Open government and Linked Data; now it’s time to draft…

For the past few months, there have been a variety of calls for feedback and suggestions on how the US Government can move towards becoming more open and transparent, especially in terms of their dealings with citizens and also for disseminating information about their recent financial stimulus package.

As part of this, the National Dialogue forum was set up to solicit solutions for ways of monitoring the “expenditure and use of recovery funds”. Tim Berners-Lee wrote a proposal on how linked open data could provide semantically-rich, linkable and reusable data from Recovery.gov. I also blogged about this recently, detailing some ideas for how discussions by citizens on the various uses of expenditure (represented using SIOC and FOAF) could be linked together with financial grant information (in custom vocabularies).

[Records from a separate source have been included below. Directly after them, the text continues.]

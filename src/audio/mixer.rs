//! Codec register access through the mixer control interface.
//!
//! Controls are addressed by their zero-based position in the card's control
//! list, the same numbering `tinymix` prints. ALSA element numids start at 1.

use std::sync::Arc;
use std::time::Duration;

use alsa::ctl::ElemType;
use alsa::hctl::{Elem, HCtl};
use anyhow::{bail, Context, Result};
use async_trait::async_trait;

use super::card_locator::{AlsaCardProbe, CardProbe, CommandCardProbe, FallbackCardProbe};
use super::command::run_command;
use crate::config::{MixerBackend, MixerConfig};
use crate::error::MixerError;

#[async_trait]
pub trait MixerControl: Send + Sync {
    fn name(&self) -> &str;

    /// Write `value` to every channel of control `control` on `card`.
    async fn set_control(&self, card: u32, control: u32, value: i64) -> Result<(), MixerError>;

    /// Read the first channel of a control.
    async fn get_control(&self, card: u32, control: u32) -> Result<i64, MixerError>;
}

/// Native mixer access via the ALSA control API.
#[derive(Debug, Default)]
pub struct AlsaMixer;

/// Run `f` on control `control` of `card`. HCtl only looks elements up by
/// name, so the element is found by walking the list for its numid.
fn with_elem<T>(card: u32, control: u32, f: impl FnOnce(&Elem) -> Result<T>) -> Result<T> {
    let hctl = HCtl::new(&format!("hw:{}", card), false)
        .with_context(|| format!("Failed to open control interface of card {}", card))?;
    hctl.load()
        .with_context(|| format!("Failed to load controls of card {}", card))?;

    let numid = control + 1;
    for elem in hctl.elem_iter() {
        if elem.get_id()?.get_numid() == numid {
            return f(&elem);
        }
    }
    bail!("No control {} on card {}", control, card)
}

fn write_elem(card: u32, control: u32, value: i64) -> Result<()> {
    with_elem(card, control, |elem| {
        let info = elem.info()?;
        let elem_type = info.get_type();
        let mut current = elem
            .read()
            .with_context(|| format!("Failed to read control {} on card {}", control, card))?;

        for idx in 0..info.get_count() {
            let applied = match elem_type {
                ElemType::Integer => {
                    let v = i32::try_from(value).context("value out of range for integer control")?;
                    current.set_integer(idx, v)
                }
                ElemType::Integer64 => current.set_integer64(idx, value),
                ElemType::Enumerated => {
                    let v = u32::try_from(value).context("negative value for enumerated control")?;
                    current.set_enumerated(idx, v)
                }
                ElemType::Boolean => current.set_boolean(idx, value != 0),
                _ => bail!("control {} has an unsupported element type", control),
            };
            if applied.is_none() {
                bail!("failed to set channel {} of control {}", idx, control);
            }
        }

        elem.write(&current)
            .with_context(|| format!("Failed to write control {} on card {}", control, card))?;
        Ok(())
    })
}

fn read_elem(card: u32, control: u32) -> Result<i64> {
    with_elem(card, control, |elem| {
        let elem_type = elem.info()?.get_type();
        let current = elem
            .read()
            .with_context(|| format!("Failed to read control {} on card {}", control, card))?;

        let value = match elem_type {
            ElemType::Integer => current.get_integer(0).map(i64::from),
            ElemType::Integer64 => current.get_integer64(0),
            ElemType::Enumerated => current.get_enumerated(0).map(i64::from),
            ElemType::Boolean => current.get_boolean(0).map(i64::from),
            _ => bail!("control {} has an unsupported element type", control),
        };
        value.with_context(|| format!("control {} has no value", control))
    })
}

#[async_trait]
impl MixerControl for AlsaMixer {
    fn name(&self) -> &str {
        "alsa"
    }

    async fn set_control(&self, card: u32, control: u32, value: i64) -> Result<(), MixerError> {
        tokio::task::spawn_blocking(move || write_elem(card, control, value))
            .await
            .map_err(|e| MixerError::Backend(e.to_string()))?
            .map_err(|e| MixerError::Backend(format!("{:#}", e)))
    }

    async fn get_control(&self, card: u32, control: u32) -> Result<i64, MixerError> {
        tokio::task::spawn_blocking(move || read_elem(card, control))
            .await
            .map_err(|e| MixerError::Backend(e.to_string()))?
            .map_err(|e| MixerError::Backend(format!("{:#}", e)))
    }
}

/// Drives the codec through a command-line mixer tool (`tinymix -D <card> <control> <value>`).
pub struct CommandMixer {
    program: String,
    timeout: Duration,
}

impl CommandMixer {
    pub fn new(program: impl Into<String>, timeout: Duration) -> Self {
        Self {
            program: program.into(),
            timeout,
        }
    }
}

#[async_trait]
impl MixerControl for CommandMixer {
    fn name(&self) -> &str {
        &self.program
    }

    async fn set_control(&self, card: u32, control: u32, value: i64) -> Result<(), MixerError> {
        let args = [
            "-D".to_string(),
            card.to_string(),
            control.to_string(),
            value.to_string(),
        ];
        run_command(&self.program, &args, self.timeout).await.map(|_| ())
    }

    async fn get_control(&self, card: u32, control: u32) -> Result<i64, MixerError> {
        let args = ["-D".to_string(), card.to_string(), control.to_string()];
        let output = run_command(&self.program, &args, self.timeout).await?;
        parse_control_value(&output)
            .ok_or_else(|| MixerError::Unsupported(format!("cannot parse '{}'", output.trim())))
    }
}

/// First integer after the colon of a line like `ALC Capture Max PGA: 4`.
/// Enumerated controls print names instead and yield `None`.
fn parse_control_value(output: &str) -> Option<i64> {
    let line = output.lines().find(|l| !l.trim().is_empty())?;
    let values = line.rsplit_once(':').map_or(line, |(_, v)| v);
    values
        .split_whitespace()
        .next()
        .and_then(|v| v.trim_start_matches('>').parse().ok())
}

/// Tries `primary` and uses `fallback` when it fails.
pub struct FallbackMixer {
    primary: Arc<dyn MixerControl>,
    fallback: Arc<dyn MixerControl>,
}

impl FallbackMixer {
    pub fn new(primary: Arc<dyn MixerControl>, fallback: Arc<dyn MixerControl>) -> Self {
        Self { primary, fallback }
    }
}

#[async_trait]
impl MixerControl for FallbackMixer {
    fn name(&self) -> &str {
        "fallback"
    }

    async fn set_control(&self, card: u32, control: u32, value: i64) -> Result<(), MixerError> {
        match self.primary.set_control(card, control, value).await {
            Ok(()) => Ok(()),
            Err(e) => {
                log::debug!("{} failed on control {}: {}", self.primary.name(), control, e);
                self.fallback.set_control(card, control, value).await
            }
        }
    }

    async fn get_control(&self, card: u32, control: u32) -> Result<i64, MixerError> {
        match self.primary.get_control(card, control).await {
            Ok(v) => Ok(v),
            Err(e) => {
                log::debug!("{} failed on control {}: {}", self.primary.name(), control, e);
                self.fallback.get_control(card, control).await
            }
        }
    }
}

/// Mixer for the configured backend.
pub fn build_mixer(config: &MixerConfig) -> Arc<dyn MixerControl> {
    let command = || Arc::new(CommandMixer::new(&config.control_command, config.step_timeout));
    match config.backend {
        MixerBackend::Alsa => Arc::new(AlsaMixer),
        MixerBackend::Command => command(),
        MixerBackend::Auto => Arc::new(FallbackMixer::new(Arc::new(AlsaMixer), command())),
    }
}

/// Card listing source for the configured backend.
pub fn build_card_probe(config: &MixerConfig) -> Arc<dyn CardProbe> {
    let command = || Arc::new(CommandCardProbe::new(&config.list_command, config.step_timeout));
    match config.backend {
        MixerBackend::Alsa => Arc::new(AlsaCardProbe),
        MixerBackend::Command => command(),
        MixerBackend::Auto => Arc::new(FallbackCardProbe::new(Arc::new(AlsaCardProbe), command())),
    }
}
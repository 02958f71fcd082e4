use std::io;
use std::sync::atomic::{AtomicBool, Ordering};
use std::sync::Arc;
use std::thread::{self, JoinHandle};

use tokio::sync::{mpsc, oneshot};

use super::host::PlaybackStream;
use super::record::FailureHook;
use crate::error::{AudioError, AudioResult};

/// Samples already in the device's layout, plus where to report completion.
pub(crate) struct PlaybackJob {
    pub samples: Vec<i16>,
    pub done: oneshot::Sender<AudioResult<()>>,
}

pub(crate) enum PlaybackCommand {
    Play(PlaybackJob),
    Shutdown,
}

/// Owns the session's output stream on a dedicated thread.
pub(crate) struct PlaybackWorker {
    jobs: Option<mpsc::Sender<PlaybackCommand>>,
    cancel: Arc<AtomicBool>,
    handle: Option<JoinHandle<()>>,
}

impl PlaybackWorker {
    /// `on_failure` runs once if the device fails for good; the thread then
    /// exits and later jobs are refused.
    pub(crate) fn spawn(
        stream: Box<dyn PlaybackStream>,
        chunk_frames: usize,
        on_failure: FailureHook,
    ) -> io::Result<Self> {
        // 同一时间只允许一个播放请求，队列深度 1 即可
        let (tx, rx) = mpsc::channel(1);
        let cancel = Arc::new(AtomicBool::new(false));
        let flag = cancel.clone();
        let handle = thread::Builder::new()
            .name("audio-play".into())
            .spawn(move || play_thread(stream, rx, chunk_frames, &flag, on_failure))?;
        Ok(Self {
            jobs: Some(tx),
            cancel,
            handle: Some(handle),
        })
    }

    pub(crate) fn jobs(&self) -> Option<mpsc::Sender<PlaybackCommand>> {
        self.jobs.clone()
    }

    /// Shared with transient playbacks so that close() stops them too.
    pub(crate) fn cancel_flag(&self) -> Arc<AtomicBool> {
        self.cancel.clone()
    }

    /// Ask the thread to stop without waiting for it.
    pub(crate) fn signal_stop(&mut self) {
        self.cancel.store(true, Ordering::Relaxed);
        if let Some(tx) = self.jobs.take() {
            let _ = tx.try_send(PlaybackCommand::Shutdown);
        }
    }

    /// Cancel any in-flight write and join the thread. Must not be called
    /// from async context.
    pub(crate) fn stop(mut self) {
        self.cancel.store(true, Ordering::Relaxed);
        if let Some(tx) = self.jobs.take() {
            let _ = tx.blocking_send(PlaybackCommand::Shutdown);
        }
        if let Some(handle) = self.handle.take() {
            if handle.join().is_err() {
                log::error!("Playback thread panicked");
            }
        }
    }
}

fn play_thread(
    mut stream: Box<dyn PlaybackStream>,
    mut rx: mpsc::Receiver<PlaybackCommand>,
    chunk_frames: usize,
    cancel: &AtomicBool,
    on_failure: FailureHook,
) {
    log::info!(
        "Playback started: rate={}, ch={}",
        stream.sample_rate(),
        stream.channels()
    );

    while let Some(PlaybackCommand::Play(job)) = rx.blocking_recv() {
        let result = write_cancellable(stream.as_mut(), &job.samples, chunk_frames, cancel);
        if let Err(e) = &result {
            if !matches!(e, AudioError::Cancelled) {
                log::error!("Playback device failed: {}", e);
                on_failure(e);
                let _ = job.done.send(result);
                break;
            }
        }
        // 调用方可能已经因 close() 放弃等待
        let _ = job.done.send(result);
    }

    log::info!("Playback stopped");
}

/// Write `samples` in chunks of `chunk_frames`, checking `cancel` between
/// chunks, then drain. A cancelled write discards what the device still holds.
pub(crate) fn write_cancellable(
    stream: &mut dyn PlaybackStream,
    samples: &[i16],
    chunk_frames: usize,
    cancel: &AtomicBool,
) -> AudioResult<()> {
    let channels = usize::from(stream.channels().max(1));
    let chunk = chunk_frames.max(1) * channels;

    for part in samples.chunks(chunk) {
        if cancel.load(Ordering::Relaxed) {
            stream.discard();
            return Err(AudioError::Cancelled);
        }
        stream.write(part)?;
    }

    if cancel.load(Ordering::Relaxed) {
        stream.discard();
        return Err(AudioError::Cancelled);
    }
    stream.drain()
}

#[cfg(test)]
mod tests {
    use super::*;
    use crate::audio::host::{AudioHost, DeviceDescriptor, Direction};
    use crate::audio::mock::MockHost;
    use std::time::Duration;

    fn output() -> DeviceDescriptor {
        DeviceDescriptor::new("plughw:3,0", "es8388", 48000, 2, Direction::Output)
    }

    #[test]
    fn writes_everything_in_chunks() {
        let host = MockHost::es8388();
        let mut stream = host.open_playback(&output()).unwrap();
        let samples: Vec<i16> = (0..1000).collect();

        write_cancellable(stream.as_mut(), &samples, 64, &AtomicBool::new(false)).unwrap();

        assert_eq!(host.played_on("plughw:3,0"), samples);
    }

    #[test]
    fn cancelled_before_start_writes_nothing() {
        let host = MockHost::es8388();
        let mut stream = host.open_playback(&output()).unwrap();

        let err = write_cancellable(stream.as_mut(), &[1; 256], 64, &AtomicBool::new(true)).unwrap_err();

        assert!(matches!(err, AudioError::Cancelled));
        assert!(host.played_on("plughw:3,0").is_empty());
        assert_eq!(host.discards(), 1);
    }

    #[tokio::test]
    async fn worker_reports_completion() {
        let host = MockHost::es8388();
        let stream = host.open_playback(&output()).unwrap();
        let worker = PlaybackWorker::spawn(stream, 32, Box::new(|_: &AudioError| {})).unwrap();

        let (done, result) = oneshot::channel();
        let jobs = worker.jobs().unwrap();
        jobs.send(PlaybackCommand::Play(PlaybackJob { samples: vec![7; 128], done }))
            .await
            .unwrap();
        result.await.unwrap().unwrap();

        tokio::task::spawn_blocking(move || worker.stop()).await.unwrap();
        assert_eq!(host.played_on("plughw:3,0").len(), 128);
        assert_eq!(host.open_streams(), 0);
    }

    #[tokio::test]
    async fn write_failure_runs_hook_and_refuses_later_jobs() {
        let host = MockHost::es8388();
        host.fail_playback_write();
        let stream = host.open_playback(&output()).unwrap();
        let (hook_tx, hook_rx) = oneshot::channel();
        let worker = PlaybackWorker::spawn(
            stream,
            32,
            Box::new(move |e: &AudioError| {
                let _ = hook_tx.send(e.to_string());
            }),
        )
        .unwrap();
        let jobs = worker.jobs().unwrap();

        let (done, result) = oneshot::channel();
        jobs.send(PlaybackCommand::Play(PlaybackJob { samples: vec![7; 128], done }))
            .await
            .unwrap();
        assert!(matches!(result.await.unwrap(), Err(AudioError::Stream(_))));
        assert!(hook_rx.await.unwrap().contains("playback device disappeared"));

        tokio::time::timeout(Duration::from_secs(1), jobs.closed())
            .await
            .unwrap();

        tokio::task::spawn_blocking(move || worker.stop()).await.unwrap();
    }
}
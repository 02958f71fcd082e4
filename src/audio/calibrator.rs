//! Codec gain/routing calibration.
//!
//! Applies a fixed list of absolute register writes before any stream is
//! opened. Each step is independent: a failing write is logged and recorded,
//! the remaining steps still run. Every value is absolute, so running the
//! calibration twice leaves the codec in the same state as running it once.

use std::fmt;
use std::sync::Arc;
use std::time::Duration;

use serde::{Deserialize, Serialize};
use tokio::time::timeout;

use super::mixer::MixerControl;

/// One mixer register write.
#[derive(Debug, Clone, PartialEq, Eq, Serialize, Deserialize)]
pub struct CalibrationStep {
    /// Zero-based control index on the card
    pub control: u32,
    pub value: i64,
    /// Human-readable name used in logs
    pub label: String,
}

impl CalibrationStep {
    pub fn new(control: u32, value: i64, label: &str) -> Self {
        Self {
            control,
            value,
            label: label.to_string(),
        }
    }
}

impl fmt::Display for CalibrationStep {
    fn fmt(&self, f: &mut fmt::Formatter<'_>) -> fmt::Result {
        if self.label.is_empty() {
            write!(f, "control {} = {}", self.control, self.value)
        } else {
            write!(f, "{} (control {}) = {}", self.label, self.control, self.value)
        }
    }
}

#[derive(Debug, Clone, PartialEq, Eq)]
pub enum StepOutcome {
    Applied,
    Failed(String),
}

#[derive(Debug, Clone)]
pub struct CalibrationReport {
    pub card: u32,
    pub outcomes: Vec<(CalibrationStep, StepOutcome)>,
}

impl CalibrationReport {
    pub fn applied(&self) -> usize {
        self.outcomes
            .iter()
            .filter(|(_, o)| *o == StepOutcome::Applied)
            .count()
    }

    pub fn failures(&self) -> impl Iterator<Item = (&CalibrationStep, &str)> {
        self.outcomes.iter().filter_map(|(step, outcome)| match outcome {
            StepOutcome::Failed(reason) => Some((step, reason.as_str())),
            StepOutcome::Applied => None,
        })
    }

    pub fn is_complete(&self) -> bool {
        self.applied() == self.outcomes.len()
    }
}

pub struct MixerCalibrator {
    mixer: Arc<dyn MixerControl>,
    steps: Vec<CalibrationStep>,
    step_timeout: Duration,
}

impl MixerCalibrator {
    pub fn new(mixer: Arc<dyn MixerControl>, steps: Vec<CalibrationStep>, step_timeout: Duration) -> Self {
        Self {
            mixer,
            steps,
            step_timeout,
        }
    }

    pub fn steps(&self) -> &[CalibrationStep] {
        &self.steps
    }

    /// Apply every step to `card` in order. Never fails.
    pub async fn calibrate(&self, card: u32) -> CalibrationReport {
        log::info!(
            "Calibrating card {} via {} ({} steps)",
            card,
            self.mixer.name(),
            self.steps.len()
        );

        let mut outcomes = Vec::with_capacity(self.steps.len());
        for step in &self.steps {
            let write = self.mixer.set_control(card, step.control, step.value);
            let outcome = match timeout(self.step_timeout, write).await {
                Ok(Ok(())) => {
                    log::debug!("Applied {}", step);
                    StepOutcome::Applied
                }
                Ok(Err(e)) => {
                    log::warn!("Calibration step {} failed: {}", step, e);
                    StepOutcome::Failed(e.to_string())
                }
                Err(_) => {
                    log::warn!("Calibration step {} timed out after {:?}", step, self.step_timeout);
                    StepOutcome::Failed(format!("timed out after {:?}", self.step_timeout))
                }
            };
            outcomes.push((step.clone(), outcome));
        }

        let report = CalibrationReport { card, outcomes };
        if report.is_complete() {
            log::info!("Calibration of card {} complete", card);
        } else {
            // 部分失败时继续运行，编解码器可能处于部分校准状态
            log::warn!(
                "Calibration of card {} partial: {}/{} steps applied",
                card,
                report.applied(),
                report.outcomes.len()
            );
        }
        report
    }
}
pub mod cli;
pub mod commands;
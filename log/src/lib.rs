//! Logging setup for docwin with file output and optional terminal output.
//!
//! Logs always go to a file at `warn` level, or at the configured level when one is set.
//! Terminal logging goes to stderr so stdout stays free for command output. It is enabled
//! when `DOCWIN_LOG` or `RUST_LOG` is set, or in debug builds.
//!
//! ## Environment Variables
//!
//! 1. **`DOCWIN_LOG`** (highest priority) - docwin specific logging control
//! 2. **`RUST_LOG`** - Standard tracing environment variable
//! 3. **Default** - `warn` globally, `info` for docwin crates
//!
//! ## Log File Location
//!
//! Default: `<data_local_dir>/docwin/logs/docwin-<pid>.log`
//! - macOS: `~/Library/Application Support/docwin/logs/docwin-12345.log`
//! - Linux: `~/.local/share/docwin/logs/docwin-12345.log`
//!
//! Override with `--log-file <path>`. A path with an extension names the file, any other path
//! names the directory.

use std::{
    env,
    error::Error,
    path::{Path, PathBuf},
};
use tracing_appender::non_blocking::WorkerGuard;
use tracing_subscriber::{
    fmt, layer::SubscriberExt, util::SubscriberInitExt, EnvFilter, Layer, Registry,
};

type BoxError = Box<dyn Error + Send + Sync>;

/// Crates whose level follows a bare `DOCWIN_LOG` value.
const CRATES: &[&str] = &["docwin", "docwin_text", "docwin_bin"];

/// Returned from [`init`]; must be held alive to ensure log file flushing.
pub struct LogGuard {
    _file_guard: WorkerGuard,
    pub log_file: PathBuf,
}

#[derive(Debug, Clone, Default)]
pub struct LogConfig {
    pub log_file_path: Option<PathBuf>,
}

/// Initialize logging.
///
/// Filters follow `DOCWIN_LOG` > `RUST_LOG` > defaults, see the module docs.
///
/// The returned [`LogGuard`] must be held for the lifetime of the program. Dropping it
/// flushes and stops the background file writer.
///
/// Fails if a global subscriber is already installed.
pub fn init(config: LogConfig) -> Result<LogGuard, BoxError> {
    let (log_dir, filename) = resolve_log_path(config.log_file_path);
    std::fs::create_dir_all(&log_dir)?;

    let file_appender = tracing_appender::rolling::never(&log_dir, &filename);
    let (non_blocking_file, file_guard) = tracing_appender::non_blocking(file_appender);

    let file_layer = fmt::layer()
        .with_writer(non_blocking_file)
        .with_ansi(false)
        .with_filter(create_file_filter());

    let stdout_enabled = env::var("DOCWIN_LOG").is_ok()
        || env::var("RUST_LOG").is_ok()
        || cfg!(debug_assertions);
    let stdout_layer = stdout_enabled.then(|| {
        fmt::layer()
            .with_writer(std::io::stderr)
            .with_filter(create_filter())
    });

    Registry::default()
        .with(file_layer)
        .with(stdout_layer)
        .try_init()?;

    Ok(LogGuard {
        _file_guard: file_guard,
        log_file: log_dir.join(filename),
    })
}

/// Initialize logging for tests.
///
/// Terminal only, captured by the test harness. Safe to call from every test; only the first
/// call installs a subscriber.
pub fn test() {
    let _ = fmt()
        .with_env_filter(create_filter())
        .with_test_writer()
        .try_init();
}

fn resolve_log_path(override_path: Option<PathBuf>) -> (PathBuf, String) {
    let filename = format!("docwin-{}.log", std::process::id());

    if let Some(path) = override_path {
        if path.extension().is_some() {
            let dir = path
                .parent()
                .filter(|dir| !dir.as_os_str().is_empty())
                .unwrap_or_else(|| Path::new("."));
            let name = path
                .file_name()
                .map(|n| n.to_string_lossy().into_owned())
                .unwrap_or(filename);
            return (dir.to_path_buf(), name);
        }
        return (path, filename);
    }

    let dir = dirs::data_local_dir()
        .unwrap_or_else(|| PathBuf::from("."))
        .join("docwin")
        .join("logs");
    (dir, filename)
}

/// File filter: the user's level if one is set, otherwise `warn`.
fn create_file_filter() -> EnvFilter {
    if env::var("DOCWIN_LOG").is_ok() || env::var("RUST_LOG").is_ok() {
        return create_filter();
    }
    EnvFilter::new("warn")
}

fn create_filter() -> EnvFilter {
    if let Ok(docwin_log) = env::var("DOCWIN_LOG") {
        return EnvFilter::new(expand_docwin_log(&docwin_log));
    }
    if let Ok(rust_log) = env::var("RUST_LOG") {
        return EnvFilter::new(rust_log);
    }
    EnvFilter::new(expand_docwin_log("info"))
}

/// Expand a `DOCWIN_LOG` value into a full filter directive.
///
/// - `DOCWIN_LOG=debug` becomes `warn,docwin=debug,docwin_text=debug,docwin_bin=debug`
/// - `DOCWIN_LOG=docwin_text=trace` is used as-is
fn expand_docwin_log(docwin_log: &str) -> String {
    if docwin_log.contains(|c| matches!(c, '=' | ':' | ',')) {
        return docwin_log.to_string();
    }

    let mut directive = String::from("warn");
    for name in CRATES {
        directive.push_str(&format!(",{name}={docwin_log}"));
    }
    directive
}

More recently, the Open Government Initiative solicited ideas for a government that is “more transparent, participatory, and collaborative”, and the brainstorming and discussion phases have just ended. This process is now in its third phase, where the ideas proposed to solve various challenges are to be more formally drafted in a collaborative manner.

What is surprising about this is how few submissions and contributions have been put into this third and final phase (see graph below), especially considering that there is only one week for this to be completed. Some topics have zero submissions, e.g. “Data Transparency via Data.gov: Putting More Data Online”.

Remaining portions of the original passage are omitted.